I also didn’t like ‘jump-cut editing’ at various points – especially during the fight between Rabindra Mishra and his wife. As others, I agree that the entire episode of Mishra’s life could have been safely removed from the film and it wouldn’t have affected the film much.

I also didn’t like the way the song establishing Richa Sharma as a dance-girl finishes half-way. If there is a song (and story demands it rightly), why not play it completely.

What I like about the movie?

The creativity in story-telling, cinematography, and most importantly the acting! The aesthetics backed by some beautiful cinematography! The space for imagination for audience! The intriguing storyline (a little difficult to comprehend but nevertheless reflecting the reality of lives of people). And, yes, the movie as a whole.

And, some of beautiful creative shots: the change of camera angle during the car accident; the confusion of Radhika on the road and the final sequence where the Lahure meets Radhika at the hospital.

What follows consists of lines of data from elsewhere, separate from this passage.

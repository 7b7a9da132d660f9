use std::collections::HashMap;

use serde::Deserialize;

use super::model::PiperError;

/// Beginning of utterance.
pub const BOS: char = '^';
/// Inserted after every phoneme.
pub const PAD: char = '_';
/// End of utterance.
pub const EOS: char = '$';

/// The parts of a Piper `.onnx.json` voice config used for inference.
#[derive(Debug, Clone, Deserialize)]
pub struct PiperConfig {
    pub audio: AudioConfig,
    #[serde(default)]
    pub espeak: EspeakVoice,
    #[serde(default)]
    pub inference: InferenceConfig,
    phoneme_id_map: HashMap<String, Vec<i64>>,
    #[serde(default = "default_num_speakers")]
    pub num_speakers: u32,
    #[serde(skip)]
    phoneme_ids: HashMap<char, Vec<i64>>,
}

#[derive(Debug, Clone, Deserialize)]
pub struct AudioConfig {
    pub sample_rate: u32,
}

#[derive(Debug, Clone, Deserialize)]
pub struct EspeakVoice {
    pub voice: String,
}

impl Default for EspeakVoice {
    fn default() -> Self {
        Self {
            voice: "en-us".to_string(),
        }
    }
}

/// Scales fed to the model's `scales` input.
#[derive(Debug, Clone, Copy, PartialEq, Deserialize)]
#[serde(default)]
pub struct InferenceConfig {
    pub noise_scale: f32,
    pub length_scale: f32,
    pub noise_w: f32,
}

impl Default for InferenceConfig {
    fn default() -> Self {
        Self {
            noise_scale: 0.667,
            length_scale: 1.0,
            noise_w: 0.8,
        }
    }
}

fn default_num_speakers() -> u32 {
    1
}

impl PiperConfig {
    /// Parse a config as stored in the model cache.
    ///
    /// The phoneme map must define the `^`, `_` and `$` control symbols.
    pub fn from_bytes(bytes: &[u8]) -> Result<Self, PiperError> {
        let mut config: PiperConfig = serde_json::from_slice(bytes)
            .map_err(|e| PiperError::Config(format!("Failed to parse JSON: {e}")))?;

        let mut ids = HashMap::with_capacity(config.phoneme_id_map.len());
        for (key, value) in &config.phoneme_id_map {
            let mut chars = key.chars();
            let (Some(ch), None) = (chars.next(), chars.next()) else {
                log::warn!("Skipping multi-character phoneme {key:?}");
                continue;
            };
            ids.insert(ch, value.clone());
        }

        for symbol in [BOS, PAD, EOS] {
            if !ids.contains_key(&symbol) {
                return Err(PiperError::Config(format!(
                    "phoneme_id_map is missing {symbol:?}"
                )));
            }
        }
        if config.audio.sample_rate == 0 {
            return Err(PiperError::Config("audio.sample_rate must be positive".to_string()));
        }

        config.phoneme_ids = ids;
        Ok(config)
    }

    pub fn is_multi_speaker(&self) -> bool {
        self.num_speakers > 1
    }

    pub fn ids_for(&self, phoneme: char) -> Option<&[i64]> {
        self.phoneme_ids.get(&phoneme).map(Vec::as_slice)
    }

    /// Map phonemes to model input ids: `^`, then every known phoneme
    /// followed by `_`, then `$`. Unknown phonemes are dropped.
    pub fn phonemes_to_ids(&self, phonemes: impl IntoIterator<Item = char>) -> Vec<i64> {
        let control = |symbol: char| self.ids_for(symbol).unwrap_or(&[]);
        let pad = control(PAD);

        let mut ids = Vec::new();
        ids.extend_from_slice(control(BOS));
        ids.extend_from_slice(pad);
        for phoneme in phonemes {
            match self.ids_for(phoneme) {
                Some(phoneme_ids) => {
                    ids.extend_from_slice(phoneme_ids);
                    ids.extend_from_slice(pad);
                }
                None => log::debug!("No id for phoneme {phoneme:?}"),
            }
        }
        ids.extend_from_slice(control(EOS));
        ids
    }
}

#[cfg(test)]
pub(crate) mod tests {
    use super::*;

    pub(crate) const CONFIG_JSON: &str = r#"{
        "audio": {"sample_rate": 22050, "quality": "low"},
        "espeak": {"voice": "en-us"},
        "inference": {"noise_scale": 0.5, "length_scale": 1.1, "noise_w": 0.7},
        "phoneme_type": "espeak",
        "phoneme_map": {},
        "phoneme_id_map": {
            "_": [0], "^": [1], "$": [2], " ": [3], ".": [10],
            "h": [20], "ə": [59], "l": [24], "o": [27], "ʊ": [100], "ˈ": [120]
        },
        "num_symbols": 256,
        "num_speakers": 1,
        "speaker_id_map": {}
    }"#;

    #[test]
    fn parses_piper_config() {
        let config = PiperConfig::from_bytes(CONFIG_JSON.as_bytes()).unwrap();
        assert_eq!(config.audio.sample_rate, 22050);
        assert_eq!(config.espeak.voice, "en-us");
        assert_eq!(config.inference.length_scale, 1.1);
        assert!(!config.is_multi_speaker());
        assert_eq!(config.ids_for('ə'), Some(&[59][..]));
    }

    #[test]
    fn interleaves_padding_between_phonemes() {
        let config = PiperConfig::from_bytes(CONFIG_JSON.as_bytes()).unwrap();
        let ids = config.phonemes_to_ids("həˈloʊ.".chars());
        assert_eq!(
            ids,
            vec![1, 0, 20, 0, 59, 0, 120, 0, 24, 0, 27, 0, 100, 0, 10, 0, 2]
        );
    }

    #[test]
    fn drops_unknown_phonemes() {
        let config = PiperConfig::from_bytes(CONFIG_JSON.as_bytes()).unwrap();
        assert_eq!(config.phonemes_to_ids("hx".chars()), vec![1, 0, 20, 0, 2]);
    }

    #[test]
    fn missing_defaults_fall_back() {
        let config = PiperConfig::from_bytes(
            br#"{"audio": {"sample_rate": 16000}, "phoneme_id_map": {"_": [0], "^": [1], "$": [2]}}"#,
        )
        .unwrap();
        assert_eq!(config.inference, InferenceConfig::default());
        assert_eq!(config.espeak.voice, "en-us");
        assert_eq!(config.num_speakers, 1);
    }

    #[test]
    fn rejects_map_without_control_symbols() {
        let err = PiperConfig::from_bytes(
            br#"{"audio": {"sample_rate": 16000}, "phoneme_id_map": {"a": [5]}}"#,
        )
        .unwrap_err();
        assert!(matches!(err, PiperError::Config(_)));
    }

    #[test]
    fn rejects_invalid_json() {
        assert!(matches!(
            PiperConfig::from_bytes(b"not json"),
            Err(PiperError::Config(_))
        ));
    }
}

And, I have always been irritated by Nepali spoken in some of Nepali movies that do not sound like natural way of speaking. The dialogues in Highway seems natural – and the acting of actors are of high standard compared to many Nepali movies.

Final Words: A good movie backed by very high hype during which the word ‘alternative’ / ‘Nepali movie’ went missing, and people expected a grand, grand movie. A new taste for most of us thus our natural reaction after ‘The End’ is ‘hey, how come it finished’!